▶ **WHAT TO DO**
Out of the lines below, please list those that hold the string "IncidentSettings".

++++ STUDY MATERIAL

use std::path::Path;
use std::time::Duration;

use serde::{Deserialize, Serialize};
use tracing::debug;
use uuid::Uuid;
use vigil_domain::Severity;

use crate::error::ConfigError;

/// Runtime settings for the scheduler and the incident engine.
///
/// Every field has a default, so a missing or partial settings file is fine.
#[derive(Debug, Clone, Default, PartialEq, Serialize, Deserialize)]
pub struct Settings {
    #[serde(default)]
    pub scheduler: SchedulerSettings,
    #[serde(default)]
    pub incident: IncidentSettings,
}

impl Settings {
    pub fn load(path: &Path) -> Result<Settings, ConfigError> {
        let content = std::fs::read_to_string(path).map_err(|e| ConfigError::Io {
            path: path.display().to_string(),
            source: e,
        })?;
        let settings: Settings =
            serde_yaml::from_str(&content).map_err(|e| ConfigError::YamlParse {
                path: path.display().to_string(),
                source: e,
            })?;
        debug!("loaded settings from {}", path.display());
        Ok(settings)
    }
}

#[derive(Debug, Clone, PartialEq, Serialize, Deserialize)]
#[serde(default)]
pub struct SchedulerSettings {
    /// Worker identity used as lease owner. Defaults to a fresh per-process id.
    pub worker_id: Option<String>,
    /// Lower bound on a probe-execution lease, seconds.
    pub lease_ttl_floor_secs: u64,
    /// Lease TTL as a multiple of the check timeout.
    pub lease_ttl_multiplier: u32,
    /// How long `stop()` waits for in-flight firings, seconds.
    pub shutdown_grace_secs: u64,
}

impl Default for SchedulerSettings {
    fn default() -> Self {
        SchedulerSettings {
            worker_id: None,
            lease_ttl_floor_secs: 300,
            lease_ttl_multiplier: 5,
            shutdown_grace_secs: 30,
        }
    }
}

impl SchedulerSettings {
    /// The configured worker id, or a fresh per-process one.
    pub fn worker_id(&self) -> String {
        self.worker_id
            .clone()
            .unwrap_or_else(|| format!("worker-{}", Uuid::new_v4()))
    }

    pub fn lease_ttl_floor(&self) -> Duration {
        Duration::from_secs(self.lease_ttl_floor_secs)
    }

    pub fn shutdown_grace(&self) -> Duration {
        Duration::from_secs(self.shutdown_grace_secs)
    }
}

/// One value per severity level.
#[derive(Debug, Clone, Copy, PartialEq, Serialize, Deserialize)]
#[serde(default)]
pub struct SeverityTimeouts {
    pub warning_secs: u64,
    pub error_secs: u64,
    pub critical_secs: u64,
}

impl Default for SeverityTimeouts {
    fn default() -> Self {
        SeverityTimeouts {
            warning_secs: 1800,
            error_secs: 900,
            critical_secs: 300,
        }
    }
}

impl SeverityTimeouts {
    pub fn get(&self, severity: Severity) -> Duration {
        let secs = match severity {
            Severity::Warning => self.warning_secs,
            Severity::Error => self.error_secs,
            Severity::Critical => self.critical_secs,
        };
        Duration::from_secs(secs)
    }
}

#[derive(Debug, Clone, Copy, PartialEq, Serialize, Deserialize)]
#[serde(default)]
pub struct SeverityRetries {
    pub warning: u64,
    pub error: u64,
    pub critical: u64,
}

impl Default for SeverityRetries {
    fn default() -> Self {
        SeverityRetries {
            warning: 10,
            error: 5,
            critical: 2,
        }
    }
}

impl SeverityRetries {
    pub fn get(&self, severity: Severity) -> u64 {
        match severity {
            Severity::Warning => self.warning,
            Severity::Error => self.error,
            Severity::Critical => self.critical,
        }
    }
}

#[derive(Debug, Clone, PartialEq, Serialize, Deserialize)]
#[serde(default)]
pub struct IncidentSettings {
    /// Debounce window for success-driven resolution, seconds.
    pub auto_resolve_timeout_secs: u64,
    /// Incident age beyond which a failure escalates, per severity.
    pub escalation_timeout: SeverityTimeouts,
    /// Failure count beyond which a failure escalates, per severity.
    pub max_retries_before_escalation: SeverityRetries,
    /// Minimum incident age before the frequency rule applies, seconds.
    pub high_frequency_min_age_secs: u64,
    /// Failures per minute above which the frequency rule fires.
    pub high_frequency_rate_per_min: f64,
}

impl Default for IncidentSettings {
    fn default() -> Self {
        IncidentSettings {
            auto_resolve_timeout_secs: 600,
            escalation_timeout: SeverityTimeouts::default(),
            max_retries_before_escalation: SeverityRetries::default(),
            high_frequency_min_age_secs: 1800,
            high_frequency_rate_per_min: 1.0,
        }
    }
}

impl IncidentSettings {
    pub fn auto_resolve_timeout(&self) -> Duration {
        Duration::from_secs(self.auto_resolve_timeout_secs)
    }

    pub fn high_frequency_min_age(&self) -> Duration {
        Duration::from_secs(self.high_frequency_min_age_secs)
    }
}
use thiserror::Error;

#[derive(Debug, Error)]
pub enum SchedulerError {
    #[error("domain error: {0}")]
    Domain(#[from] vigil_domain::DomainError),

    #[error("store error: {0}")]
    Store(#[from] vigil_store::StoreError),

    #[error("queue error: {0}")]
    Queue(#[from] vigil_queue::QueueError),

    #[error("cron error: {0}")]
    Cron(#[from] vigil_cron::CronError),
}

++++++++

▶ **OUTPUT OF THE TASK**
    pub incident: IncidentSettings,
pub struct IncidentSettings {
impl Default for IncidentSettings {
        IncidentSettings {
impl IncidentSettings {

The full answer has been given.